Pumpkin and Black Bean Soup
Yield: 3½+ quarts
This super-healthy, stick-to-your-ribs, vegan soup is easy to customize and makes a big batch - perfect for easy dinners and packable lunches all week long.


  • 1 tablespoon olive oil
  • 1 medium yellow onion, diced
  • 1 cup diced celery (about 2 large stalks)
  • 1½ teaspoon ground cumin
  • 1½ teaspoon curry powder (may substitute chili powder)
  • 1 (15-ounce) can 100% pumpkin puree (not pie filling)
  • 1 (15-ounce) can tomato sauce
  • 6 cups low-sodium vegetable broth
  • 2 (15-ounce) cans black beans, rinsed and drained
  • 1 (16-ounce) bag frozen corn kernels
  • 1 cup diced red bell pepper (or 1 medium)
  • ¼ teaspoon red pepper flakes
  • 2 teaspoons kosher or sea salt
  • 1 tablespoon pure maple syrup (could substitute sweetener of choice)


  1. Heat the oil in a large soup pot over medium heat.

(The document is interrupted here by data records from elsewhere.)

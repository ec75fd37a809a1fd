use chrono::{DateTime, Utc};
use serde::{Deserialize, Serialize};
use uuid::Uuid;

use crate::models::weekday::IsoWeekday;

pub const MAX_DAYS_OFF: usize = 3;

#[derive(Debug, Clone, Serialize, Deserialize)]
pub struct Officer {
    pub id: Uuid,
    pub name: String,
    pub is_available: bool,
    pub days_off: Vec<IsoWeekday>,
    pub zone_id: Option<Uuid>,
    pub default_vehicle_id: Option<Uuid>,
    pub updated_at: DateTime<Utc>,
}

impl Officer {
    pub fn is_off_on(&self, day: IsoWeekday) -> bool {
        self.days_off.contains(&day)
    }
}
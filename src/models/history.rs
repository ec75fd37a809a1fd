use chrono::{DateTime, Utc};
use serde::{Deserialize, Serialize};
use uuid::Uuid;

#[derive(Debug, Clone, Copy, Serialize, Deserialize, PartialEq, Eq)]
#[serde(tag = "kind", content = "id", rename_all = "snake_case")]
pub enum HistorySubject {
    Request(Uuid),
    Assignment(Uuid),
}

impl HistorySubject {
    pub fn id(&self) -> Uuid {
        match self {
            HistorySubject::Request(id) | HistorySubject::Assignment(id) => *id,
        }
    }
}

/// Append-only audit row. `actor_id` is `None` for system-generated transitions.
#[derive(Debug, Clone, Serialize, Deserialize)]
pub struct StatusHistoryEntry {
    pub id: Uuid,
    pub subject: HistorySubject,
    pub status: String,
    pub note: Option<String>,
    pub actor_id: Option<Uuid>,
    pub created_at: DateTime<Utc>,
}
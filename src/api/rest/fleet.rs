use std::sync::Arc;

use axum::Json;
use axum::Router;
use axum::extract::State;
use axum::routing::post;
use chrono::Utc;
use serde::Deserialize;
use uuid::Uuid;

use crate::error::AppError;
use crate::models::routine::RoutineRound;
use crate::models::vehicle::Vehicle;
use crate::models::weekday::IsoWeekday;
use crate::state::AppState;

pub fn router() -> Router<Arc<AppState>> {
    Router::new()
        .route("/vehicles", post(create_vehicle))
        .route("/routine-rounds", post(create_routine_round))
}

#[derive(Deserialize)]
pub struct CreateVehicleRequest {
    pub plate_number: String,
    pub default_officer_id: Option<Uuid>,
}

#[derive(Deserialize)]
pub struct CreateRoutineRoundRequest {
    pub officer_id: Uuid,
    pub weekday: IsoWeekday,
    pub vehicle_id: Uuid,
    pub zone_ids: Vec<Uuid>,
}

async fn create_vehicle(
    State(state): State<Arc<AppState>>,
    Json(payload): Json<CreateVehicleRequest>,
) -> Result<Json<Vehicle>, AppError> {
    if payload.plate_number.trim().is_empty() {
        return Err(AppError::BadRequest("plate_number cannot be empty".to_string()));
    }

    let vehicle = Vehicle {
        id: Uuid::new_v4(),
        plate_number: payload.plate_number,
        default_officer_id: payload.default_officer_id,
        created_at: Utc::now(),
    };

    state.store.vehicles.insert(vehicle.id, vehicle.clone());
    Ok(Json(vehicle))
}

async fn create_routine_round(
    State(state): State<Arc<AppState>>,
    Json(payload): Json<CreateRoutineRoundRequest>,
) -> Result<Json<RoutineRound>, AppError> {
    if !state.store.officers.contains_key(&payload.officer_id) {
        return Err(AppError::BadRequest(format!(
            "officer {} does not exist",
            payload.officer_id
        )));
    }

    if !state.store.vehicles.contains_key(&payload.vehicle_id) {
        return Err(AppError::BadRequest(format!(
            "vehicle {} does not exist",
            payload.vehicle_id
        )));
    }

    if payload.zone_ids.is_empty() {
        return Err(AppError::BadRequest("zone_ids cannot be empty".to_string()));
    }

    if let Some(missing) = payload
        .zone_ids
        .iter()
        .find(|zone_id| !state.store.zones.contains_key(*zone_id))
    {
        return Err(AppError::BadRequest(format!("zone {missing} does not exist")));
    }

    let round = RoutineRound {
        id: Uuid::new_v4(),
        officer_id: payload.officer_id,
        weekday: payload.weekday,
        vehicle_id: payload.vehicle_id,
        zone_ids: payload.zone_ids,
    };

    state.store.routine_rounds.insert(round.id, round.clone());
    Ok(Json(round))
}
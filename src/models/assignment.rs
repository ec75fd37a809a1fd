use chrono::{DateTime, Utc};
use serde::{Deserialize, Serialize};
use uuid::Uuid;

#[derive(Debug, Clone, Copy, Serialize, Deserialize, PartialEq, Eq)]
#[serde(rename_all = "snake_case")]
pub enum AssignmentStatus {
    Active,
    Completed,
    Failed,
}

#[derive(Debug, Clone, Serialize, Deserialize)]
pub struct Assignment {
    pub id: Uuid,
    pub request_id: Uuid,
    pub officer_id: Uuid,
    pub vehicle_id: Option<Uuid>,
    /// Zone whose center put the officer closest to the request.
    pub zone_id: Option<Uuid>,
    pub distance_km: f64,
    pub scheduled_at: DateTime<Utc>,
    pub status: AssignmentStatus,
    pub created_at: DateTime<Utc>,
}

Add the onion and celery and sauté until golden, about 10 minutes. Stir in the cumin and curry powder, and sauté for 30-60 seconds more, or until fragrant.

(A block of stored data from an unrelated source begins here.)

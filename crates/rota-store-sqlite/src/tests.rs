//! Integration tests for `SqliteDirectory` against an in-memory database.

use std::sync::Arc;

use rota_core::{
  department::DepartmentResolver,
  directory::{FacultyDirectory, StoreError as _},
  faculty::{Assignment, NewFaculty, Slot},
  registry::{RegistryConfig, SlotRegistry},
  role::Role,
};
use uuid::Uuid;

use crate::{Error, SqliteDirectory};

async fn store() -> SqliteDirectory {
  SqliteDirectory::open_in_memory()
    .await
    .expect("in-memory store")
}

fn electronics(employee_id: &str) -> NewFaculty {
  NewFaculty::teaching(employee_id, "Asha Rao", "Electronics Engineering")
}

// ─── Create / find ───────────────────────────────────────────────────────────

#[tokio::test]
async fn create_and_find_by_id() {
  let s = store().await;

  let created = s
    .create(electronics("E-1").with_role(Role::Hod))
    .await
    .unwrap();
  assert_eq!(created.version, 0);

  let fetched = s.find_by_id(created.id).await.unwrap().unwrap();
  assert_eq!(fetched.id, created.id);
  assert_eq!(fetched.employee_id, "E-1");
  assert_eq!(fetched.department, "Electronics Engineering");
  assert_eq!(fetched.role, Role::Hod);
  assert!(fetched.cc_assignments.is_empty());
}

#[tokio::test]
async fn find_missing_returns_none() {
  let s = store().await;
  assert!(s.find_by_id(Uuid::new_v4()).await.unwrap().is_none());
}

#[tokio::test]
async fn duplicate_employee_id_rejected() {
  let s = store().await;
  s.create(electronics("E-1")).await.unwrap();
  let err = s.create(electronics("E-1")).await.unwrap_err();
  assert!(matches!(err, Error::DuplicateEmployee(ref id) if id == "E-1"));
}

// ─── Save ────────────────────────────────────────────────────────────────────

#[tokio::test]
async fn save_roundtrips_assignments_and_bumps_version() {
  let s = store().await;
  let mut f = s.create(electronics("E-1")).await.unwrap();

  let slot = Slot::new("2025-2026", "5", "B", "eletronic enigneering");
  f.cc_assignments
    .push(Assignment::new(&slot, f.department.clone()));
  f.role = Role::Cc;

  let saved = s.save(f.clone()).await.unwrap();
  assert_eq!(saved.version, 1);

  let fetched = s.find_by_id(f.id).await.unwrap().unwrap();
  assert_eq!(fetched.version, 1);
  assert_eq!(fetched.role, Role::Cc);
  assert_eq!(fetched.cc_assignments, f.cc_assignments);
}

#[tokio::test]
async fn stale_save_is_a_conflict() {
  let s = store().await;
  let f = s.create(electronics("E-1")).await.unwrap();
  s.save(f.clone()).await.unwrap();

  let err = s.save(f).await.unwrap_err();
  assert!(err.is_conflict(), "{err}");
}

#[tokio::test]
async fn saving_unknown_faculty_is_not_found() {
  let s = store().await;
  let ghost = rota_core::faculty::Faculty::from_new(electronics("E-9"));
  let err = s.save(ghost).await.unwrap_err();
  assert!(matches!(err, Error::FacultyNotFound(_)));
  assert!(!err.is_conflict());
}

#[tokio::test]
async fn save_all_rolls_back_on_conflict() {
  let s = store().await;
  let a = s.create(electronics("E-1")).await.unwrap();
  let b = s.create(electronics("E-2")).await.unwrap();
  s.save(b.clone()).await.unwrap();

  let mut a_changed = a.clone();
  a_changed.role = Role::Cc;
  let err = s.save_all(vec![a_changed, b]).await.unwrap_err();
  assert!(err.is_conflict());

  let a_now = s.find_by_id(a.id).await.unwrap().unwrap();
  assert_eq!(a_now.role, Role::Teaching);
  assert_eq!(a_now.version, 0);
}

// ─── Queries ─────────────────────────────────────────────────────────────────

#[tokio::test]
async fn candidates_match_loosely_and_filter_by_role() {
  let s = store().await;
  let resolver = DepartmentResolver::default();
  s.create(electronics("E-1")).await.unwrap();
  s.create(
    NewFaculty::teaching("E-2", "B", "eletronics engg").with_role(Role::Cc),
  )
  .await
  .unwrap();
  s.create(NewFaculty::teaching("E-3", "C", "Civil Engineering"))
    .await
    .unwrap();

  let variants = vec!["eletronic enigneering".to_owned()];
  let all = s
    .find_candidates_for_slot_cleanup(&resolver, &variants, None)
    .await
    .unwrap();
  assert_eq!(all.len(), 2);

  let ccs = s
    .find_candidates_for_slot_cleanup(&resolver, &variants, Some(Role::Cc))
    .await
    .unwrap();
  assert_eq!(ccs.len(), 1);
  assert_eq!(ccs[0].employee_id, "E-2");
}

#[tokio::test]
async fn list_with_assignments_skips_empty_lists() {
  let s = store().await;
  let mut a = s.create(electronics("E-1")).await.unwrap();
  s.create(electronics("E-2")).await.unwrap();

  a.cc_assignments.push(Assignment::new(
    &Slot::new("2025-2026", "5", "B", "x"),
    a.department.clone(),
  ));
  s.save(a.clone()).await.unwrap();

  let listed = s.list_with_assignments().await.unwrap();
  assert_eq!(listed.len(), 1);
  assert_eq!(listed[0].id, a.id);
}

// ─── Through the registry ────────────────────────────────────────────────────

#[tokio::test]
async fn registry_eviction_persists_both_records() {
  let s = Arc::new(store().await);
  let registry = SlotRegistry::new(
    s.clone(),
    Arc::new(DepartmentResolver::default()),
    RegistryConfig::default(),
  );
  let a = s.create(electronics("E-1")).await.unwrap();
  let b = s.create(electronics("E-2")).await.unwrap();
  let slot = Slot::new("2025-2026", "5", "B", "eletronic enigneering");

  registry.assign_cc(a.id, &slot, true).await.unwrap();
  registry.assign_cc(b.id, &slot, true).await.unwrap();

  let a = s.find_by_id(a.id).await.unwrap().unwrap();
  let b = s.find_by_id(b.id).await.unwrap().unwrap();
  assert_eq!(a.role, Role::Teaching);
  assert!(a.cc_assignments.is_empty());
  assert_eq!(b.role, Role::Cc);
  assert_eq!(b.cc_assignments.len(), 1);

  let removed = registry.remove_cc(b.id, &slot, None).await.unwrap();
  assert_eq!(removed.role, Role::Teaching);
  assert!(s.list_with_assignments().await.unwrap().is_empty());
}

    Add the pumpkin and tomato sauce, stirring to mix in and very lightly cook it, about a minute or so. (Tip: this is a small extra step that will remove the raw taste that can sometimes be apparent with canned pumpkin; just be careful not to scorch, as the mixture is thick.) Stir in the broth, black beans, frozen corn, red bell pepper, red pepper flakes and salt. Bring to a boil, and then lower the heat, cover and simmer for 10 minutes, stirring occasionally.

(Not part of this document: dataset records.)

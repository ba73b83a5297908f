//! Handlers for `/faculty` endpoints.
//!
//! | Method  | Path | Notes |
//! |---------|------|-------|
//! | `GET`   | `/faculty/{id}` | 404 if not found |
//! | `PATCH` | `/faculty/{id}/remove-hod` | 400 unless the faculty is HOD |
//! | `PATCH` | `/faculty/{id}/remove-principal` | 400 unless the faculty is principal |

use std::sync::Arc;

use axum::{
  Json,
  extract::{Path, State, rejection::PathRejection},
};
use rota_core::{
  directory::FacultyDirectory, faculty::Faculty, registry::SlotRegistry,
};
use uuid::Uuid;

use crate::{Success, error::ApiError, success};

/// `GET /faculty/{id}`
pub async fn get_one<D>(
  State(registry): State<Arc<SlotRegistry<D>>>,
  id: Result<Path<Uuid>, PathRejection>,
) -> Result<Json<Success<Faculty>>, ApiError>
where
  D: FacultyDirectory + 'static,
{
  let Path(id) = id?;
  Ok(success(registry.get_faculty(id).await?))
}

/// `PATCH /faculty/{id}/remove-hod`
pub async fn remove_hod<D>(
  State(registry): State<Arc<SlotRegistry<D>>>,
  id: Result<Path<Uuid>, PathRejection>,
) -> Result<Json<Success<Faculty>>, ApiError>
where
  D: FacultyDirectory + 'static,
{
  let Path(id) = id?;
  Ok(success(registry.remove_hod_role(id).await?))
}

/// `PATCH /faculty/{id}/remove-principal`
pub async fn remove_principal<D>(
  State(registry): State<Arc<SlotRegistry<D>>>,
  id: Result<Path<Uuid>, PathRejection>,
) -> Result<Json<Success<Faculty>>, ApiError>
where
  D: FacultyDirectory + 'static,
{
  let Path(id) = id?;
  Ok(success(registry.remove_principal_role(id).await?))
}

    Remove from the heat, stir in the maple syrup and taste for seasoning. You may serve right away or allow the soup to sit at room temperature for up to 2 hours, reheating when ready to eat. Or you may cool and refrigerate for 4-5 days or freeze for approximately 3 months.

Notes & Variations

As written, this soup is vegan, although meat lovers may enjoy the addition of sausage – anything from a bulk Italian (which would need to be sautéed before adding the broth) to chopped links of fully cooked turkey or chicken sausage would work well. To accommodate different eating preferences, you could stir the cooked sausage into the bowls of only those who want it. I recently did this with some slivered chorizo and it was quite good. That said, even the meat lovers in my family enjoy this soup in its vegan form.
For a heartier, stew-like meal, you could serve over a scoop of cooked rice, quinoa or couscous.
This soup would also take well to the addition of greens like spinach, kale or Swiss chard. If using, remove any tough stems and roughly chop the leaves, and then add the leaves in the last few minutes of the cooking time to give them time to wilt.
Garlic fans may enjoy adding 2-3 minced cloves in the last 30-60 seconds of sautéing the onions.
While the curry flavor is quite mild and complements the soup nicely, you may swap it with an equal amount of chili powder for a slightly different flavor profile.
For a slightly creamy finish, you could stir in a dollop of plain yogurt. Optionally, coconut milk would likely be a nice addition when using the curry option.
For an extra hint of fresh flavor, stir a quarter cup or so of fresh, chopped cilantro or parsley into the finished soup.
The last time I made this soup, I substituted a portion of the vegetable broth with homemade turkey stock from my freezer.
Finally, for a fun garnish with kid-friendly appeal, you could crumble a few tortilla chips or whole grain crackers over the top.